Thursday, August 28, 2008

The Hill






















Why do I somehow find Hillary even more painful to listen to than George W? Somehow it's more insulting to be talked down to by someone who actually has a brain. Bush, it sounds like it's the best he can do. Hillary has to make a conscious decision to speak like a simpleton in those awful, strained cadences, thinking it lends a common touch.

DEATH RACE 2000

















Bunche did a typically brilliant write-up on the 1975 film that the new car-chase thingy borrowed its title and a couple of plot points from.

Steve saw this film the way it was meant for, as part of a midnight double-bill at some filthy cinematic 9th circle of hell, surrounded by like-minded gorehounds and probably baked out of his mind. My pussy, suburban version of the grindhouse was late-night cable, the volume set at almost nothing in case my parents caught me. Lacking the proper cinematic and social context, I found this film incredibly disturbing. I didn't understand that it was a comedy. (I didn't really get pitch-black social satire at age 11.) I figured it was a sober analysis of what I could expect the world to be like when I hit adulthood.

I therefore had a few sleepless nights courtesy of this low-budget, schlocky Roger Corman nightmare of casual brutality, personified by David Carradine's faceless, emotionless angel of death. As cheap-looking as the costume is, there's something incredibly arresting about it. (This is two years before Star Wars--you tell me if Vader wasn't partly influenced by this character). Looking at it now I still get a chill. A great example of how a lack of resources can lead to brilliance. 

I haven't the slightest interest in finding out what Paul W.S. Anderson and his legions of corporate focus-testers have done with it.

Tuesday, August 26, 2008

Sleep it off, you baby!


















We started the dreaded sleep training on baby Roxy. If you ever want to feel like the worst person in the world, and there aren't any seals around, or clubs to hit them with, may I suggest sleep-training a baby.

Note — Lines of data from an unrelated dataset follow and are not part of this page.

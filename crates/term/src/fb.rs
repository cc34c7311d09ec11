//! Framebuffer and style types for terminal rendering.

use crate::types::Color;

/// 24-bit RGB color.
#[derive(Debug, Clone, Copy, PartialEq, Eq, Default)]
pub struct Rgb {
    pub r: u8,
    pub g: u8,
    pub b: u8,
}

impl Rgb {
    pub const fn new(r: u8, g: u8, b: u8) -> Self {
        Self { r, g, b }
    }
}

impl From<Color> for Rgb {
    fn from(c: Color) -> Self {
        Rgb::new(c.r, c.g, c.b)
    }
}

/// Minimal per-cell styling.
#[derive(Debug, Clone, Copy, PartialEq, Eq)]
pub struct CellStyle {
    pub fg: Rgb,
    pub bg: Rgb,
    pub bold: bool,
    pub dim: bool,
}

impl CellStyle {
    pub const fn fg(fg: Rgb) -> Self {
        Self {
            fg,
            bg: Rgb::new(0, 0, 0),
            bold: false,
            dim: false,
        }
    }

    pub const fn bold(self) -> Self {
        Self { bold: true, ..self }
    }

    pub const fn dim(self) -> Self {
        Self { dim: true, ..self }
    }

    pub const fn on(self, bg: Rgb) -> Self {
        Self { bg, ..self }
    }

    pub fn cell(self, ch: char) -> Cell {
        Cell { ch, style: self }
    }
}

impl Default for CellStyle {
    fn default() -> Self {
        Self::fg(Rgb::new(220, 220, 220))
    }
}

/// A single terminal cell.
#[derive(Debug, Clone, Copy, PartialEq, Eq)]
pub struct Cell {
    pub ch: char,
    pub style: CellStyle,
}

impl Default for Cell {
    fn default() -> Self {
        CellStyle::default().cell(' ')
    }
}

/// 2D framebuffer of styled character cells.
#[derive(Debug, Clone, PartialEq, Eq)]
pub struct FrameBuffer {
    width: u16,
    height: u16,
    cells: Vec<Cell>,
}

impl FrameBuffer {
    pub fn new(width: u16, height: u16) -> Self {
        Self {
            width,
            height,
            cells: vec![Cell::default(); width as usize * height as usize],
        }
    }

    pub fn width(&self) -> u16 {
        self.width
    }

    pub fn height(&self) -> u16 {
        self.height
    }

    /// Resize, keeping the allocation when possible. Contents are unspecified
    /// afterwards; callers clear before drawing.
    pub fn resize(&mut self, width: u16, height: u16) {
        if self.width == width && self.height == height {
            return;
        }
        self.width = width;
        self.height = height;
        self.cells
            .resize(width as usize * height as usize, Cell::default());
    }

    pub fn cells(&self) -> &[Cell] {
        &self.cells
    }

    #[inline(always)]
    fn idx(&self, x: u16, y: u16) -> Option<usize> {
        if x >= self.width || y >= self.height {
            return None;
        }
        Some((y as usize) * (self.width as usize) + (x as usize))
    }

    pub fn get(&self, x: u16, y: u16) -> Option<Cell> {
        self.idx(x, y).map(|i| self.cells[i])
    }

    /// Out-of-bounds writes are dropped.
    pub fn set(&mut self, x: u16, y: u16, cell: Cell) {
        if let Some(i) = self.idx(x, y) {
            self.cells[i] = cell;
        }
    }

    pub fn clear(&mut self, cell: Cell) {
        self.cells.fill(cell);
    }

    pub fn put_char(&mut self, x: u16, y: u16, ch: char, style: CellStyle) {
        self.set(x, y, style.cell(ch));
    }

    /// Write `s` left to right, clipped at the right edge. Returns the column
    /// after the last written character.
    pub fn put_str(&mut self, x: u16, y: u16, s: &str, style: CellStyle) -> u16 {
        let mut cx = x;
        for ch in s.chars() {
            if cx >= self.width {
                break;
            }
            self.put_char(cx, y, ch, style);
            cx += 1;
        }
        cx
    }

    /// Decimal number without allocating.
    pub fn put_u32(&mut self, x: u16, y: u16, value: u32, style: CellStyle) -> u16 {
        let mut digits = [0u8; 10];
        let mut n = value;
        let mut len = 0;
        loop {
            digits[len] = b'0' + (n % 10) as u8;
            len += 1;
            n /= 10;
            if n == 0 {
                break;
            }
        }
        let mut cx = x;
        for &d in digits[..len].iter().rev() {
            self.put_char(cx, y, d as char, style);
            cx = cx.saturating_add(1);
        }
        cx
    }

    /// Center `s` within `[x, x + w)`.
    pub fn put_str_centered(&mut self, x: u16, y: u16, w: u16, s: &str, style: CellStyle) {
        let len = s.chars().count() as u16;
        let cx = x.saturating_add(w.saturating_sub(len) / 2);
        self.put_str(cx, y, s, style);
    }

    pub fn fill_rect(&mut self, x: u16, y: u16, w: u16, h: u16, ch: char, style: CellStyle) {
        for dy in 0..h {
            for dx in 0..w {
                self.put_char(x.saturating_add(dx), y.saturating_add(dy), ch, style);
            }
        }
    }

    /// Single-line box outline of outer size `w` x `h`.
    pub fn draw_box(&mut self, x: u16, y: u16, w: u16, h: u16, style: CellStyle) {
        if w < 2 || h < 2 {
            return;
        }

        self.put_char(x, y, '┌', style);
        self.put_char(x + w - 1, y, '┐', style);
        self.put_char(x, y + h - 1, '└', style);
        self.put_char(x + w - 1, y + h - 1, '┘', style);

        for dx in 1..w - 1 {
            self.put_char(x + dx, y, '─', style);
            self.put_char(x + dx, y + h - 1, '─', style);
        }
        for dy in 1..h - 1 {
            self.put_char(x, y + dy, '│', style);
            self.put_char(x + w - 1, y + dy, '│', style);
        }
    }

    /// Characters of row `y` as a string (test and debugging aid).
    pub fn row_text(&self, y: u16) -> String {
        (0..self.width)
            .filter_map(|x| self.get(x, y))
            .map(|c| c.ch)
            .collect()
    }
}
//! TerminalRenderer: flushes a framebuffer to a real terminal.
//!
//! Frames are diffed against the previous one and only changed runs are
//! re-emitted. The first frame, and any frame after a resize or
//! [`TerminalRenderer::invalidate`], is a full redraw.

use std::io::{self, Write};

use anyhow::Result;

use crossterm::{
    cursor,
    style::{
        Attribute, Color, Print, ResetColor, SetAttribute, SetBackgroundColor, SetForegroundColor,
    },
    terminal, QueueableCommand,
};

use crate::fb::{CellStyle, FrameBuffer, Rgb};

pub struct TerminalRenderer {
    stdout: io::Stdout,
    last: Option<FrameBuffer>,
    buf: Vec<u8>,
    active: bool,
}

impl TerminalRenderer {
    pub fn new() -> Self {
        Self {
            stdout: io::stdout(),
            last: None,
            buf: Vec::with_capacity(64 * 1024),
            active: false,
        }
    }

    /// Raw mode plus alternate screen.
    pub fn enter(&mut self) -> Result<()> {
        terminal::enable_raw_mode()?;
        self.active = true;
        self.buf.clear();
        self.buf.queue(terminal::EnterAlternateScreen)?;
        self.buf.queue(cursor::Hide)?;
        self.buf.queue(terminal::DisableLineWrap)?;
        self.flush_buf()?;
        Ok(())
    }

    /// Restore the terminal. Safe to call more than once.
    pub fn exit(&mut self) -> Result<()> {
        if !self.active {
            return Ok(());
        }
        self.active = false;
        self.buf.clear();
        self.buf.queue(ResetColor)?;
        self.buf.queue(SetAttribute(Attribute::Reset))?;
        self.buf.queue(terminal::EnableLineWrap)?;
        self.buf.queue(cursor::Show)?;
        self.buf.queue(terminal::LeaveAlternateScreen)?;
        self.flush_buf()?;
        terminal::disable_raw_mode()?;
        Ok(())
    }

    /// Force the next draw to be a full redraw (e.g. after a resize event).
    pub fn invalidate(&mut self) {
        self.last = None;
    }

    /// Draw `fb`, then swap it with the previous frame.
    ///
    /// Callers keep one framebuffer and pass it in every frame; after the
    /// call it holds stale contents and is redrawn from scratch by the view.
    pub fn draw_swap(&mut self, fb: &mut FrameBuffer) -> Result<()> {
        self.buf.clear();
        match self.last.as_mut() {
            Some(prev) if prev.width() == fb.width() && prev.height() == fb.height() => {
                encode_diff_into(prev, fb, &mut self.buf)?;
                std::mem::swap(prev, fb);
            }
            _ => {
                encode_full_into(fb, &mut self.buf)?;
                self.last = Some(fb.clone());
            }
        }
        self.flush_buf()
    }

    fn flush_buf(&mut self) -> Result<()> {
        self.stdout.write_all(&self.buf)?;
        self.stdout.flush()?;
        Ok(())
    }
}

impl Default for TerminalRenderer {
    fn default() -> Self {
        Self::new()
    }
}

impl Drop for TerminalRenderer {
    fn drop(&mut self) {
        let _ = self.exit();
    }
}

/// Tracks the last emitted style so runs only switch colors when needed.
struct StyleWriter<'a> {
    out: &'a mut Vec<u8>,
    current: Option<CellStyle>,
}

impl<'a> StyleWriter<'a> {
    fn new(out: &'a mut Vec<u8>) -> Self {
        Self { out, current: None }
    }

    fn print_cell(&mut self, ch: char, style: CellStyle) -> Result<()> {
        if self.current != Some(style) {
            self.out.queue(SetForegroundColor(rgb_to_color(style.fg)))?;
            self.out.queue(SetBackgroundColor(rgb_to_color(style.bg)))?;
            self.out.queue(SetAttribute(Attribute::Reset))?;
            if style.bold {
                self.out.queue(SetAttribute(Attribute::Bold))?;
            }
            if style.dim {
                self.out.queue(SetAttribute(Attribute::Dim))?;
            }
            self.current = Some(style);
        }
        self.out.queue(Print(ch))?;
        Ok(())
    }

    fn finish(self) -> Result<()> {
        self.out.queue(ResetColor)?;
        self.out.queue(SetAttribute(Attribute::Reset))?;
        Ok(())
    }
}

/// Encode a full-frame redraw into `out`.
pub fn encode_full_into(fb: &FrameBuffer, out: &mut Vec<u8>) -> Result<()> {
    out.queue(terminal::Clear(terminal::ClearType::All))?;
    let mut w = StyleWriter::new(out);
    for y in 0..fb.height() {
        w.out.queue(cursor::MoveTo(0, y))?;
        for x in 0..fb.width() {
            let cell = fb.get(x, y).unwrap_or_default();
            w.print_cell(cell.ch, cell.style)?;
        }
    }
    w.finish()
}

/// Encode only the changed runs of `next` relative to `prev` into `out`.
pub fn encode_diff_into(prev: &FrameBuffer, next: &FrameBuffer, out: &mut Vec<u8>) -> Result<()> {
    let mut w = StyleWriter::new(out);
    for (x, y, len) in changed_runs(prev, next) {
        w.out.queue(cursor::MoveTo(x, y))?;
        for dx in 0..len {
            let cell = next.get(x + dx, y).unwrap_or_default();
            w.print_cell(cell.ch, cell.style)?;
        }
    }
    w.finish()
}

fn rgb_to_color(rgb: Rgb) -> Color {
    Color::Rgb {
        r: rgb.r,
        g: rgb.g,
        b: rgb.b,
    }
}

/// Horizontal runs `(x, y, len)` where the two frames differ.
fn changed_runs(prev: &FrameBuffer, next: &FrameBuffer) -> Vec<(u16, u16, u16)> {
    let w = next.width();
    if prev.width() != w || prev.height() != next.height() {
        return (0..next.height()).map(|y| (0, y, w)).collect();
    }

    let mut runs = Vec::new();
    for (y, (a, b)) in prev
        .cells()
        .chunks(w.max(1) as usize)
        .zip(next.cells().chunks(w.max(1) as usize))
        .enumerate()
    {
        let mut x = 0;
        while x < b.len() {
            if a[x] == b[x] {
                x += 1;
                continue;
            }
            let start = x;
            while x < b.len() && a[x] != b[x] {
                x += 1;
            }
            runs.push((start as u16, y as u16, (x - start) as u16));
        }
    }
    runs
}

#[cfg(test)]
mod tests {
    use super::*;
    use crate::fb::Cell;

    #[test]
    fn changed_runs_coalesce_adjacent_cells() {
        let style = CellStyle::default();
        let a = FrameBuffer::new(5, 2);
        let mut b = FrameBuffer::new(5, 2);

        for x in 1..=3 {
            b.set(x, 0, Cell { ch: 'X', style });
        }
        b.set(4, 1, Cell { ch: 'Y', style });

        assert_eq!(changed_runs(&a, &b), vec![(1, 0, 3), (4, 1, 1)]);
    }

    #[test]
    fn identical_frames_have_no_runs() {
        let a = FrameBuffer::new(7, 3);
        assert!(changed_runs(&a, &a.clone()).is_empty());
    }

    #[test]
    fn resized_frame_is_fully_dirty() {
        let a = FrameBuffer::new(3, 2);
        let b = FrameBuffer::new(4, 2);
        assert_eq!(changed_runs(&a, &b), vec![(0, 0, 4), (0, 1, 4)]);
    }

    #[test]
    fn diff_only_prints_changed_text() {
        let a = FrameBuffer::new(10, 1);
        let mut b = a.clone();
        b.put_str(2, 0, "hi", CellStyle::default());

        let mut out = Vec::new();
        encode_diff_into(&a, &b, &mut out).unwrap();
        let text = String::from_utf8_lossy(&out);
        assert!(text.contains("hi"));

        let mut full = Vec::new();
        encode_full_into(&b, &mut full).unwrap();
        assert!(full.len() > out.len());
    }
}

You might not think that sleeping is something that anyone needs to be taught how to do-- certainly not anyone related to me-- but when it comes to babies this is something of a learned skill. They get tired but they don't know that the proper response to that is to put your head down and stop crying for five goddamn minutes until you fall asleep. If you want them to take a nap you have to be a bit of a hardass and let them wail in the crib until they exhaust themselves. Eventually--eventually--they figure out that they can skip the crying part and go right to the good stuff.

I'll go in once or twice to comfort her during the crying-it-out process, because I'm not a complete ghoul. It's absolutely heartbreaking. She's wild-eyed, traumatized. She looks like Christopher Hitchens after he got waterboarded for that Vanity Fair piece. The good news is, she's tapping out at about 15 minutes, which is very encouraging.

Monday, August 18, 2008

MEET THE NEW BLOG

I moved the older posts off this page and into an archive here.

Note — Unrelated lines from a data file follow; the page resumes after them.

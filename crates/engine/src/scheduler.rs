//! Tick scheduling with cancellation.
//!
//! At most one gravity tick is pending at a time. Every `arm` or `cancel`
//! bumps a generation counter; a fired tick is only honored when its token
//! still carries the current generation, so a tick that was already in
//! flight when the session paused or restarted is dropped.

use tokio::time::{Duration, Instant};

/// Identifies one armed tick.
#[derive(Debug, Clone, Copy, PartialEq, Eq, Hash)]
pub struct TickToken {
    generation: u64,
}

impl TickToken {
    pub fn generation(&self) -> u64 {
        self.generation
    }
}

#[derive(Debug, Default)]
pub struct TickScheduler {
    generation: u64,
    pending: Option<(Instant, TickToken)>,
}

impl TickScheduler {
    pub fn new() -> Self {
        Self::default()
    }

    /// Schedule the next tick `interval` from now, replacing any pending one.
    pub fn arm(&mut self, interval: Duration) -> TickToken {
        self.generation = self.generation.wrapping_add(1);
        let token = TickToken {
            generation: self.generation,
        };
        self.pending = Some((Instant::now() + interval, token));
        token
    }

    /// Drop the pending tick. Tokens handed out earlier become stale.
    pub fn cancel(&mut self) {
        self.generation = self.generation.wrapping_add(1);
        self.pending = None;
    }

    pub fn is_armed(&self) -> bool {
        self.pending.is_some()
    }

    pub fn pending(&self) -> Option<(Instant, TickToken)> {
        self.pending
    }

    /// Consume a fired token. Returns false for stale tokens.
    pub fn accept(&mut self, token: TickToken) -> bool {
        match self.pending {
            Some((_, current)) if current == token => {
                self.pending = None;
                true
            }
            _ => false,
        }
    }

    pub fn generation(&self) -> u64 {
        self.generation
    }
}

#[cfg(test)]
mod tests {
    use super::*;

    #[tokio::test(start_paused = true)]
    async fn test_arm_sets_deadline() {
        let mut scheduler = TickScheduler::new();
        assert!(!scheduler.is_armed());

        let start = Instant::now();
        let token = scheduler.arm(Duration::from_millis(500));
        let (deadline, pending) = scheduler.pending().unwrap();
        assert_eq!(pending, token);
        assert_eq!(deadline - start, Duration::from_millis(500));
    }

    #[tokio::test(start_paused = true)]
    async fn test_accept_consumes_current_token() {
        let mut scheduler = TickScheduler::new();
        let token = scheduler.arm(Duration::from_millis(100));

        assert!(scheduler.accept(token));
        assert!(!scheduler.is_armed());
        // A token fires at most once.
        assert!(!scheduler.accept(token));
    }

    #[tokio::test(start_paused = true)]
    async fn test_cancel_rejects_stale_token() {
        let mut scheduler = TickScheduler::new();
        let stale = scheduler.arm(Duration::from_millis(100));
        scheduler.cancel();
        assert!(!scheduler.accept(stale));

        let fresh = scheduler.arm(Duration::from_millis(100));
        assert_ne!(stale, fresh);
        assert!(!scheduler.accept(stale));
        assert!(scheduler.accept(fresh));
    }

    #[tokio::test(start_paused = true)]
    async fn test_rearm_replaces_pending() {
        let mut scheduler = TickScheduler::new();
        let first = scheduler.arm(Duration::from_millis(500));
        let second = scheduler.arm(Duration::from_millis(300));

        assert!(second.generation() > first.generation());
        assert!(!scheduler.accept(first));
        assert!(scheduler.accept(second));
    }
}
use criterion::{black_box, criterion_group, criterion_main, Criterion};
use tetris_ladder::core::{can_place, get_shape, Board, GameSnapshot, GameState, SessionConfig};
use tetris_ladder::types::{Color, GameAction, PieceKind};

const GRAY: Color = Color::rgb(90, 90, 90);

fn bench_tick(c: &mut Criterion) {
    let mut state = GameState::new(SessionConfig::default(), 12345);
    state.start();

    c.bench_function("gravity_tick", |b| {
        b.iter(|| {
            if !state.is_running() {
                state.restart();
                state.start();
            }
            black_box(state.tick());
        })
    });
}

fn bench_line_clear(c: &mut Criterion) {
    c.bench_function("clear_4_lines", |b| {
        b.iter(|| {
            let mut board = Board::new();
            for y in 16..20 {
                for x in 0..10 {
                    board.set(x, y, Some(GRAY));
                }
            }
            black_box(board.clear_full_rows());
        })
    });
}

fn bench_can_place(c: &mut Criterion) {
    let mut board = Board::new();
    for x in 0..9 {
        board.set(x, 19, Some(GRAY));
    }

    c.bench_function("can_place_all_states", |b| {
        b.iter(|| {
            let mut fits = 0;
            for kind in PieceKind::ALL {
                for rotation in 0..4 {
                    let shape = get_shape(kind, rotation);
                    if can_place(&board, &shape, black_box(4), black_box(17)) {
                        fits += 1;
                    }
                }
            }
            fits
        })
    });
}

fn bench_rotate(c: &mut Criterion) {
    let mut state = GameState::new(SessionConfig::default(), 12345);
    state.start();
    state.apply_action(GameAction::SoftDrop);
    state.apply_action(GameAction::SoftDrop);

    c.bench_function("rotate", |b| {
        b.iter(|| {
            black_box(state.apply_action(GameAction::RotateCw));
        })
    });
}

fn bench_snapshot(c: &mut Criterion) {
    let mut state = GameState::new(SessionConfig::default(), 12345);
    state.start();
    let mut snap = GameSnapshot::default();

    c.bench_function("snapshot_into", |b| {
        b.iter(|| {
            state.snapshot_into(&mut snap);
            black_box(snap.score);
        })
    });
}

criterion_group!(
    benches,
    bench_tick,
    bench_line_clear,
    bench_can_place,
    bench_rotate,
    bench_snapshot
);
criterion_main!(benches);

I spent the first two years of this blog doing the "sorry I haven't posted in so long, here's some freelance stuff" format. When I posted the practice sketches in the previous post, I had a brain wave that this blog should be my forum to develop my illustration style. In the next few months I did more posts than I had in the previous couple of years, and I'm still having a blast with it. I didn't want to keep the older stuff here because it was so random and infrequent, but I'll keep it up on the other page in case anybody makes it this far and feels like seeing more.

Here's a few of the better posts: A bio and interview that I did for my advertising rep, my contributions to a failed Hitchhiker's Guide to the Galaxy pitch, and an essay about my love of Star Wars toys that I thought came out kind of funny. Thanks for reading!